Bu ilgisizlikleri mahallelerine öylesine yansımıştır ki, her an bir köşede biri öldürülebilir. Hatta cinayet işlemek için en uygun mekânlar buralarıdır. Hayat kadınlarının iş tuttukları yerler, hırsızların inleri… Uyuşturucu bağımlıları ve alkoliklerin ikinci evidir bu sokaklar. Sokak dediysem, öyle bildiğiniz sokaklardan değil. Sokakları birbirinden ayıran duvarlar yoktur burada. Ee anlattığım bu kadar tuhaf şeylerden sonra buna da şaşırmayacağınızı umuyorum. Tüm bunlara duyarsız kaldıkları gibi, kendilerini ziyarete gelenlere de aynı davranırlar. Hele bayramlarda öyle kalabalık olur ki bu mahalleler. İğne atsan yere düşmez. Ama dedim ya hiçbir şeyin önemi yoktur onlar için. En azından bizim için önemlşi olan değerlerin onlar için önemi kalmamıştır. Tüm bunların farkındadır ziyaretçileri. Bu garipliklerini umursamazlar… Duruma alışık oldukları için öyle bayrama gider gibi giyinmezler, bayram dahi olsa. Oldukça gösterişsiz giyinirler, kadınlar hiç makyaj yapmazlar. Çocuk ziyaretçileri pek olmaz. Çocuklar anlayamaz çünkü olanları. Büyüklerine sorsalar, onlar da anlatamaz.
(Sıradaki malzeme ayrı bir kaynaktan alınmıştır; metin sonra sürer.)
// Prompt builders for the LLM-backed endpoints.
// Both prompts enumerate the exact JSON keys the schemas in `models` accept.

/// Résumé text beyond this many characters is not sent to the model.
pub const CV_CHAR_LIMIT: usize = 120_000;
/// Job description text beyond this many characters is not sent to the model.
pub const JD_CHAR_LIMIT: usize = 60_000;

pub fn build_analysis_prompt(cv_text: &str, jd_text: &str) -> String {
    format!(
        r#"
You are an expert technical recruiter and hiring manager. Analyze the candidate CV against the job description.

Return ONLY a JSON object with these keys and types:
- improvement_suggestions: string[] (3-8 bullets, concise)
- fit_score: number (0-100)
- fit_reason: string
- expected_salary_note: string

CV:
"""{cv}"""

JOB DESCRIPTION:
"""{jd}"""

Be factual and specific; avoid hallucinations. Keep salary note for Israel (gross/month) as a broad range when uncertain.
"#,
        cv = truncate_chars(cv_text, CV_CHAR_LIMIT),
        jd = truncate_chars(jd_text, JD_CHAR_LIMIT),
    )
}

pub fn build_extract_prompt(cv_text: &str) -> String {
    format!(
        r#"
Extract structured information from the following CV.
Return ONLY a JSON object with keys:
- name (string|null)
- email (string|null)
- phone (string|null)
- location (string|null)
- years_experience (string|null)
- skills (string[])
- education (string[])
- certifications (string[])
- summary (string|null)

CV:
"""{cv}"""
"#,
        cv = truncate_chars(cv_text, CV_CHAR_LIMIT),
    )
}

/// Longest prefix of `text` holding at most `max_chars` characters.
pub fn truncate_chars(text: &str, max_chars: usize) -> &str {
    match text.char_indices().nth(max_chars) {
        Some((byte_index, _)) => &text[..byte_index],
        None => text,
    }
}
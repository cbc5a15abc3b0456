use axum::{extract::State, Json};
use serde_json::{json, Value};

use crate::errors::AppError;
use crate::state::AppState;

/// Maximum number of model ids returned by `/models`.
const MODEL_LIST_LIMIT: usize = 50;

/// GET /
pub async fn root_handler() -> Json<Value> {
    Json(json!({
        "status": "ok",
        "message": "API root"
    }))
}

/// GET /health
/// Returns a simple status object with the configured model.
pub async fn health_handler(State(state): State<AppState>) -> Json<Value> {
    Json(json!({
        "status": "ok",
        "model": state.llm.model()
    }))
}

/// GET /models
/// Sanity check that the API key works; lists up to 50 model ids.
pub async fn models_handler(State(state): State<AppState>) -> Result<Json<Value>, AppError> {
    let ids = state.llm.list_models().await?;
    let count = ids.len();
    Ok(Json(json!({
        "count": count,
        "models": ids.into_iter().take(MODEL_LIST_LIMIT).collect::<Vec<_>>()
    })))
}
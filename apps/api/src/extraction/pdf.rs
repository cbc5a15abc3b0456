//! PDF text: the text layer of every page, in page order, one page per chunk
//! joined by newlines. Pages without a text layer (scanned images) contribute
//! an empty chunk, so words never run together across a page break.

use super::ExtractionError;

pub fn extract_pages(bytes: &[u8]) -> Result<String, ExtractionError> {
    let pages = pdf_extract::extract_text_from_mem_by_pages(bytes)
        .map_err(|e| ExtractionError::Pdf(e.to_string()))?;
    Ok(pages.join("\n"))
}
//! Orchestration for the LLM-backed endpoints: extract text, prompt the model,
//! validate its JSON against the response schema.

use tracing::{info, warn};

use crate::analysis::models::{
    AnalyzeResponse, BatchAnalyzeItem, BatchAnalyzeResponse, ExtractResponse, ModelOutput,
};
use crate::analysis::prompts::{build_analysis_prompt, build_extract_prompt};
use crate::errors::AppError;
use crate::extraction::upload::FileUpload;
use crate::extraction::{extract_text_blocking, UploadedDocument};
use crate::llm_client::{strip_json_fences, LlmProvider};

/// Length of the raw model output quoted back when it fails validation.
const EXCERPT_CHARS: usize = 300;

/// Parses raw model text into `T`: fences stripped, JSON parsed, schema checked.
pub fn parse_model_output<T: ModelOutput>(raw: &str) -> Result<T, AppError> {
    let invalid = |detail: String| AppError::InvalidModelOutput {
        detail,
        excerpt: raw.chars().take(EXCERPT_CHARS).collect(),
    };

    let parsed: T = serde_json::from_str(strip_json_fences(raw)).map_err(|e| invalid(e.to_string()))?;
    parsed.validate().map_err(invalid)?;
    Ok(parsed)
}

pub async fn request_structured<T: ModelOutput>(
    llm: &dyn LlmProvider,
    prompt: &str,
) -> Result<T, AppError> {
    let raw = llm.complete(prompt).await?;
    parse_model_output(&raw)
}

pub async fn analyze_document(
    llm: &dyn LlmProvider,
    doc: UploadedDocument,
    job_description: &str,
) -> Result<AnalyzeResponse, AppError> {
    let cv_text = extract_text_blocking(doc).await?;
    request_structured(llm, &build_analysis_prompt(&cv_text, job_description)).await
}

pub async fn extract_fields(
    llm: &dyn LlmProvider,
    doc: UploadedDocument,
) -> Result<ExtractResponse, AppError> {
    let cv_text = extract_text_blocking(doc).await?;
    request_structured(llm, &build_extract_prompt(&cv_text)).await
}

/// Analyzes each upload in order. A failing item becomes a placeholder result;
/// it never aborts the batch.
pub async fn analyze_batch(
    llm: &dyn LlmProvider,
    uploads: Vec<FileUpload>,
    job_description: String,
) -> BatchAnalyzeResponse {
    let mut results = Vec::with_capacity(uploads.len());

    for upload in uploads {
        let filename = upload.display_name().to_string();
        let outcome = match upload.content {
            Ok(doc) => analyze_document(llm, doc, &job_description).await,
            Err(e) => Err(e),
        };

        let result = outcome.unwrap_or_else(|e| {
            warn!(filename = %filename, "Batch item failed: {e}");
            AnalyzeResponse::failed(&e)
        });
        results.push(BatchAnalyzeItem { filename, result });
    }

    info!(items = results.len(), "Batch analysis complete");

    BatchAnalyzeResponse {
        job_description,
        results,
    }
}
Aralarında tanıdıklarımız vardır ama, o mahalleye yerleştikten sonra, onlar da bizi önemsememeye başlamışlardır. Kızamayız onlara tüm bunlar için. Bizi artık önemsemedikleri için, sevdiklerimizi, arkadaşlarımızı, şehrimizi, hayatımızı, güzelliğimizi, çirkinliğimizi… Biliyoruz, artık siz de biliyorsunuz, aslında hep biliyordunuz, onlar için hiçbir şeyin önemi yok… Yok! İşte onlar için önemi olan bir söz. Yok, yokluk… Belki bu sözü de farklı algılıyorlardır ama en azından onları en iyi tanımlayan kelime bu… En azından bizim açımızdan böyle. Nasıl olsa onlar için bunun da önemi olmayacak, o zaman istediğim gibi tanımlayabiliriz onları. Evet yok. Yok olmak, ölmek… Ölüm! Onlar içinde bu kadar zor mu bilmem ama bizim için ölü lafını kabullenmek çok zor. Ölümü biliyoruz da, tanıdığımız birisinin ölümünü kabullenemiyoruz.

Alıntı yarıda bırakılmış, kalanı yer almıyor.